[Start of Attachment]
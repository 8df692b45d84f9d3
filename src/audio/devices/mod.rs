// Audio devices module - Device discovery and composite device lifecycle
//
// - catalog: output device enumeration and default-device routing
// - aggregate_device: composite device creation, destruction and reclaim
// - notifications: coalescing device-set change signal (+ CoreAudio listener)
// - coreaudio_integration: CoreAudio implementation of the hardware boundary (macOS only)
// - coreaudio_stream: HAL output unit and render callback (macOS only)
// - simulated: in-memory hardware for tests and dry runs

pub mod aggregate_device;
pub mod catalog;
pub mod notifications;
pub mod simulated;

#[cfg(target_os = "macos")]
pub mod coreaudio_integration;
#[cfg(target_os = "macos")]
pub mod coreaudio_stream;

pub use aggregate_device::{CompositeDevice, CompositeDeviceManager, CompositeDeviceSpec};
pub use catalog::DeviceCatalog;
pub use notifications::DeviceChangeSignal;
pub use simulated::{SimulatedDevice, SimulatedHardware};

#[cfg(target_os = "macos")]
pub use coreaudio_integration::CoreAudioHardware;
// Device-set change notifications
//
// The OS delivers a burst of property notifications for every plug/unplug.
// They are folded into a level-triggered hint: at most one `DevicesChanged`
// event sits in the engine queue at a time, and the engine acknowledges the
// signal before it re-queries the device list. Consumers must treat the event
// as "something changed, re-query", never as an edit log.

use std::sync::atomic::{AtomicBool, Ordering};
use std::sync::Arc;

use tokio::sync::mpsc;

use crate::engine::events::EngineEvent;

/// Coalescing bridge from OS notification threads into the engine queue
#[derive(Debug, Clone)]
pub struct DeviceChangeSignal {
    pending: Arc<AtomicBool>,
    sender: mpsc::UnboundedSender<EngineEvent>,
}

impl DeviceChangeSignal {
    pub fn new(sender: mpsc::UnboundedSender<EngineEvent>) -> Self {
        Self {
            pending: Arc::new(AtomicBool::new(false)),
            sender,
        }
    }

    /// Record that the device set changed. Callable from any thread, never blocks.
    /// Returns true if this call enqueued a new event.
    pub fn raise(&self) -> bool {
        if self.pending.swap(true, Ordering::AcqRel) {
            return false;
        }
        if self.sender.send(EngineEvent::DevicesChanged).is_err() {
            // Engine is gone; leave pending set so nothing else is queued
            return false;
        }
        true
    }

    /// Called by the engine right before it re-evaluates the device set, so a
    /// change that lands during re-evaluation queues a fresh event.
    pub fn acknowledge(&self) {
        self.pending.store(false, Ordering::Release);
    }

    pub fn is_pending(&self) -> bool {
        self.pending.load(Ordering::Acquire)
    }
}

#[cfg(target_os = "macos")]
pub(crate) mod coreaudio {
    //! CoreAudio listener registration for `kAudioHardwarePropertyDevices`

    use std::ffi::c_void;

    use coreaudio_sys::{
        kAudioHardwarePropertyDevices, kAudioObjectPropertyElementMaster,
        kAudioObjectPropertyScopeGlobal, kAudioObjectSystemObject, AudioObjectAddPropertyListener,
        AudioObjectID, AudioObjectPropertyAddress, AudioObjectRemovePropertyListener, OSStatus,
    };
    use tracing::{debug, warn};

    use super::DeviceChangeSignal;
    use crate::audio::hardware::{HardwareError, HardwareResult};

    /// Owns the listener context handed to CoreAudio. Dropping it unregisters.
    pub struct DeviceListListener {
        context: *mut DeviceChangeSignal,
    }

    // The context is only touched by CoreAudio's notification thread and by Drop
    unsafe impl Send for DeviceListListener {}
    unsafe impl Sync for DeviceListListener {}

    fn devices_address() -> AudioObjectPropertyAddress {
        AudioObjectPropertyAddress {
            mSelector: kAudioHardwarePropertyDevices,
            mScope: kAudioObjectPropertyScopeGlobal,
            mElement: kAudioObjectPropertyElementMaster,
        }
    }

    impl DeviceListListener {
        pub fn register(signal: DeviceChangeSignal) -> HardwareResult<Self> {
            let context = Box::into_raw(Box::new(signal));
            let address = devices_address();

            let status = unsafe {
                AudioObjectAddPropertyListener(
                    kAudioObjectSystemObject,
                    &address,
                    Some(device_list_change_listener),
                    context as *mut c_void,
                )
            };

            if let Err(e) = HardwareError::check(status, "AudioObjectAddPropertyListener") {
                unsafe {
                    drop(Box::from_raw(context));
                }
                return Err(e);
            }

            debug!("Registered device list listener");
            Ok(Self { context })
        }
    }

    impl Drop for DeviceListListener {
        fn drop(&mut self) {
            let address = devices_address();
            let status = unsafe {
                AudioObjectRemovePropertyListener(
                    kAudioObjectSystemObject,
                    &address,
                    Some(device_list_change_listener),
                    self.context as *mut c_void,
                )
            };
            if status != 0 {
                // Leak the context rather than free memory CoreAudio may still call into
                warn!("Failed to remove device list listener: OSStatus {}", status);
                return;
            }
            unsafe {
                drop(Box::from_raw(self.context));
            }
            debug!("Unregistered device list listener");
        }
    }

    /// Callback for device list changes
    extern "C" fn device_list_change_listener(
        _in_object_id: AudioObjectID,
        _in_number_addresses: u32,
        _in_addresses: *const AudioObjectPropertyAddress,
        in_client_data: *mut c_void,
    ) -> OSStatus {
        if !in_client_data.is_null() {
            let signal = unsafe { &*(in_client_data as *const DeviceChangeSignal) };
            signal.raise();
        }
        0
    }
}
[End of Attachment]
Exactly reproduce every line found in the records.

repository 8df692b45d84f9d3
filename src/audio/devices/mod.rs
// Audio devices module - Device discovery and composite device lifecycle
//
// - catalog: output device enumeration and default-device routing
// - aggregate_device: composite device creation, destruction and reclaim
// - notifications: coalescing device-set change signal (+ CoreAudio listener)
// - coreaudio_integration: CoreAudio implementation of the hardware boundary (macOS only)
// - coreaudio_stream: HAL output unit and render callback (macOS only)
// - simulated: in-memory hardware for tests and dry runs

pub mod aggregate_device;
pub mod catalog;
pub mod notifications;
pub mod simulated;

#[cfg(target_os = "macos")]
pub mod coreaudio_integration;
#[cfg(target_os = "macos")]
pub mod coreaudio_stream;

pub use aggregate_device::{CompositeDevice, CompositeDeviceManager, CompositeDeviceSpec};
pub use catalog::DeviceCatalog;
pub use notifications::DeviceChangeSignal;
pub use simulated::{SimulatedDevice, SimulatedHardware};

#[cfg(target_os = "macos")]
pub use coreaudio_integration::CoreAudioHardware;
// Device-set change notifications
//
// The OS delivers a burst of property notifications for every plug/unplug.
// They are folded into a level-triggered hint: at most one `DevicesChanged`
// event sits in the engine queue at a time, and the engine acknowledges the
// signal before it re-queries the device list. Consumers must treat the event
// as "something changed, re-query", never as an edit log.

use std::sync::atomic::{AtomicBool, Ordering};
use std::sync::Arc;

use tokio::sync::mpsc;

use crate::engine::events::EngineEvent;

/// Coalescing bridge from OS notification threads into the engine queue
#[derive(Debug, Clone)]
pub struct DeviceChangeSignal {
    pending: Arc<AtomicBool>,
    sender: mpsc::UnboundedSender<EngineEvent>,
}

impl DeviceChangeSignal {
    pub fn new(sender: mpsc::UnboundedSender<EngineEvent>) -> Self {
        Self {
            pending: Arc::new(AtomicBool::new(false)),
            sender,
        }
    }

    /// Record that the device set changed. Callable from any thread, never blocks.
    /// Returns true if this call enqueued a new event.
    pub fn raise(&self) -> bool {
        if self.pending.swap(true, Ordering::AcqRel) {
            return false;
        }
        if self.sender.send(EngineEvent::DevicesChanged).is_err() {
            // Engine is gone; leave pending set so nothing else is queued
            return false;
        }
        true
    }

    /// Called by the engine right before it re-evaluates the device set, so a
    /// change that lands during re-evaluation queues a fresh event.
    pub fn acknowledge(&self) {
        self.pending.store(false, Ordering::Release);
    }

    pub fn is_pending(&self) -> bool {
        self.pending.load(Ordering::Acquire)
    }
}

#[cfg(target_os = "macos")]
pub(crate) mod coreaudio {
    //! CoreAudio listener registration for `kAudioHardwarePropertyDevices`

    use std::ffi::c_void;

    use coreaudio_sys::{
        kAudioHardwarePropertyDevices, kAudioObjectPropertyElementMaster,
        kAudioObjectPropertyScopeGlobal, kAudioObjectSystemObject, AudioObjectAddPropertyListener,
        AudioObjectID, AudioObjectPropertyAddress, AudioObjectRemovePropertyListener, OSStatus,
    };
    use tracing::{debug, warn};

    use super::DeviceChangeSignal;
    use crate::audio::hardware::{HardwareError, HardwareResult};

    /// Owns the listener context handed to CoreAudio. Dropping it unregisters.
    pub struct DeviceListListener {
        context: *mut DeviceChangeSignal,
    }

    // The context is only touched by CoreAudio's notification thread and by Drop
    unsafe impl Send for DeviceListListener {}
    unsafe impl Sync for DeviceListListener {}

    fn devices_address() -> AudioObjectPropertyAddress {
        AudioObjectPropertyAddress {
            mSelector: kAudioHardwarePropertyDevices,
            mScope: kAudioObjectPropertyScopeGlobal,
            mElement: kAudioObjectPropertyElementMaster,
        }
    }

    impl DeviceListListener {
        pub fn register(signal: DeviceChangeSignal) -> HardwareResult<Self> {
            let context = Box::into_raw(Box::new(signal));
            let address = devices_address();

            let status = unsafe {
                AudioObjectAddPropertyListener(
                    kAudioObjectSystemObject,
                    &address,
                    Some(device_list_change_listener),
                    context as *mut c_void,
                )
            };

            if let Err(e) = HardwareError::check(status, "AudioObjectAddPropertyListener") {
                unsafe {
                    drop(Box::from_raw(context));
                }
                return Err(e);
            }

            debug!("Registered device list listener");
            Ok(Self { context })
        }
    }

    impl Drop for DeviceListListener {
        fn drop(&mut self) {
            let address = devices_address();
            let status = unsafe {
                AudioObjectRemovePropertyListener(
                    kAudioObjectSystemObject,
                    &address,
                    Some(device_list_change_listener),
                    self.context as *mut c_void,
                )
            };
            if status != 0 {
                // Leak the context rather than free memory CoreAudio may still call into
                warn!("Failed to remove device list listener: OSStatus {}", status);
                return;
            }
            unsafe {
                drop(Box::from_raw(self.context));
            }
            debug!("Unregistered device list listener");
        }
    }

    /// Callback for device list changes
    extern "C" fn device_list_change_listener(
        _in_object_id: AudioObjectID,
        _in_number_addresses: u32,
        _in_addresses: *const AudioObjectPropertyAddress,
        in_client_data: *mut c_void,
    ) -> OSStatus {
        if !in_client_data.is_null() {
            let signal = unsafe { &*(in_client_data as *const DeviceChangeSignal) };
            signal.raise();
        }
        0
    }
}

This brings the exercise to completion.